La carica virale rilevata nel paziente asintomatico, inoltre, “era simile a quella dei sintomatici, il che suggerisce il potenziale di trasmissione dei soggetti asintomatici o minimamente sintomatici. Questi risultati sono in linea con i rapporti secondo cui la trasmissione può avvenire nelle prime fasi dell’infezione – aggiungono – e suggeriscono che la rilevazione e l’isolamento dei pazienti potrebbero richiedere strategie diverse da quelle richieste per il controllo della Sars”. E ancora: “L’identificazione di pazienti con pochi o nessun sintomo e con livelli modesti di Rna virale rilevabile nell’orofaringe per almeno 5 giorni suggerisce che abbiamo bisogno di dati migliori per determinare le dinamiche di trasmissione e adattare le nostre pratiche di screening”, concludono i ricercatori.

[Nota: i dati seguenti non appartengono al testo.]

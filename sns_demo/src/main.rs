//! Headless frame driver
//!
//! Builds a small procedural level, orbits the camera around the player and
//! logs the number of objects drawn per frame. Culling is switched off for
//! the second half of the run.
//!
//! Usage: sns_demo [settings.toml]

use glam::Vec3;
use sns_engine::sns::camera::Camera;
use sns_engine::sns::config::GameConfig;
use sns_engine::sns::physics::KinematicControllerFactory;
use sns_engine::sns::render::{MeshHandle, RecordingCommandList, ShaderHandle};
use sns_engine::sns::scene::{BoundingBox, HitResult, ImportedNode, MeshData, Scene, SceneBuilder};
use sns_engine::sns::Result;
use sns_engine::{engine_error, engine_info};

const FRAMES: u32 = 240;
const ORBIT_SPEED: f32 = 90.0;
const ATTACK_RANGE: f32 = 1.5;
const ATTACK_DAMAGE: i32 = 25;
const CONTACT_RANGE: f32 = 1.0;
const SHADOW_SHADER: ShaderHandle = ShaderHandle(0);

fn box_mesh(name: &str, mesh: u32, center: Vec3, half_extents: Vec3) -> MeshData {
    MeshData {
        name: name.to_string(),
        mesh: MeshHandle(mesh),
        positions: BoundingBox::from_center_half_extents(center, half_extents).corners().to_vec(),
    }
}

fn build_level(scene: &mut Scene, config: &GameConfig) -> Result<()> {
    let mut factory = KinematicControllerFactory::new();
    let mut builder = SceneBuilder::new(&config.scene, &mut factory);

    let mut level = ImportedNode::new("level").with_child(
        ImportedNode::new(format!("{}ground", config.scene.static_prefix))
            .with_mesh(box_mesh("ground", 1, Vec3::new(0.0, -0.5, 0.0), Vec3::new(100.0, 0.5, 100.0))),
    );
    for i in 0..8 {
        let angle = (i as f32 * 45.0).to_radians();
        let center = Vec3::new(angle.cos() * 15.0, 1.0, angle.sin() * 15.0);
        level = level.with_child(
            ImportedNode::new(format!("crate_{}", i)).with_mesh(box_mesh("crate", 2, center, Vec3::splat(1.0))),
        );
    }
    builder.build(scene, &level)?;

    for (i, spawn) in [Vec3::new(0.0, 1.0, -30.0), Vec3::new(25.0, 1.0, 10.0), Vec3::new(-25.0, 1.0, 10.0)]
        .into_iter()
        .enumerate()
    {
        let enemy = ImportedNode::new("enemies").with_child(
            ImportedNode::new(format!("{}{}", config.scene.enemy_prefix, i))
                .with_mesh(box_mesh("mob", 3, Vec3::ZERO, Vec3::new(0.5, 1.0, 0.5))),
        );
        builder.set_placement(spawn, 1.0);
        builder.build(scene, &enemy)?;
    }

    let player = ImportedNode::new("player").with_child(
        ImportedNode::new("hero")
            .with_mesh(box_mesh("body", 4, Vec3::ZERO, Vec3::new(0.4, 0.9, 0.4)))
            .with_mesh(box_mesh("sword", 5, Vec3::new(0.6, 0.0, 0.0), Vec3::new(0.05, 0.6, 0.05))),
    );
    builder.set_placement(Vec3::new(0.0, 0.9, 0.0), 1.0);
    builder.build_character(scene, &player)
}

/// Hit every enemy within reach of the player.
fn player_attacks(scene: &mut Scene, player: Vec3) {
    for enemy in scene.enemies_mut() {
        if enemy.position().distance(player) > ATTACK_RANGE {
            continue;
        }
        if let Some(HitResult::Killed) = enemy.hit(ATTACK_DAMAGE) {
            engine_info!("sns::Demo", "'{}' slain, respawned at {}", enemy.name(), enemy.position());
        }
    }
}

fn run(config: GameConfig) -> Result<()> {
    let mut scene = Scene::from_config(&config)?;
    build_level(&mut scene, &config)?;
    engine_info!("sns::Demo", "Level ready: {} nodes, {} drawables", scene.node_count(), scene.drawable_count());

    let player = scene.character().map(|node| node.position()).unwrap_or_default();
    let mut camera = Camera::new(config.camera, player)?;
    let mut command_list = RecordingCommandList::new();
    let dt = 1.0 / config.window.refresh_rate.max(1) as f32;

    for frame in 0..FRAMES {
        if frame == FRAMES / 2 {
            let enabled = scene.toggle_culling();
            engine_info!("sns::Demo", "Culling {}", if enabled { "on" } else { "off" });
        }

        camera.rotate(ORBIT_SPEED * dt, 0.0);
        let player = match scene.character_mut() {
            Some(hero) => {
                hero.update_rotation(camera.yaw_degrees());
                hero.move_character(2.0 * dt, 0.0, dt);
                hero.position()
            }
            None => Vec3::ZERO,
        };
        camera.set_target(player);
        scene.update_enemies(player, dt);
        player_attacks(&mut scene, player);
        let taken = scene.apply_enemy_contacts(CONTACT_RANGE);
        if taken > 0 {
            let hp = scene.character().and_then(|node| node.role().as_character()).map_or(0, |hero| hero.hp());
            engine_info!("sns::Demo", "Hero took {} damage, {} hp left", taken, hp);
        }

        command_list.clear();
        let shadows = scene.render_depth_frame(&camera, SHADOW_SHADER, &mut command_list)?;
        let stats = scene.render_frame(&camera, &mut command_list)?;
        if frame % 30 == 0 {
            engine_info!("sns::Demo", "Frame {}: {} (shadow casters: {})", frame, stats, shadows.visible_objects);
        }
    }
    Ok(())
}

fn main() {
    let config = match std::env::args().nth(1) {
        Some(path) => GameConfig::load(path),
        None => Ok(GameConfig::default()),
    };

    if let Err(e) = config.and_then(run) {
        engine_error!("sns::Demo", "{}", e);
        std::process::exit(1);
    }
}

Comunque l’epidemia di Sars-CoV-2 sta venendo letteralmente “soffocata dalle misure eccezionali che la Cina ha deciso di adottare”, ma anche se “il rallentamento è sicuro non bisogna abbassare la guardia”. È l’analisi del fisico esperto di sistemi complessi Alessandro Vespignani, direttore del Network Science Institute della Northeastern University di Boston Vespignani, che sta studiando la diffusione del nuovo coronavirus fin dall’esordio: “C’è una forte evidenza che l’epidemia sia rallentata per le misure straordinarie“. Per avere un’idea più attendibile dell’evoluzione dell’epidemia “non bisogna leggere i numeri giorno per giorno”, ma è importante avere invece una visione d’insieme, “da cui dedurre una tendenza”. “Sicuramente il sistema di reporting cinese ha lavorato in condizioni di emergenza” e di conseguenza i numeri che fornisce quotidianamente potrebbero risentire di questo. In linea di massima “il calo nel numero di nuovi casi sembra consolidato” e questo “emerge anche da altri indicatori“. Tuttavia, ha precisato, “è ancora presto per trarre conclusioni: bisogna aspettare e vedere l’evoluzione dell’epidemia nelle altre province della Cina” e “che cosa succederà riaprendo la società”.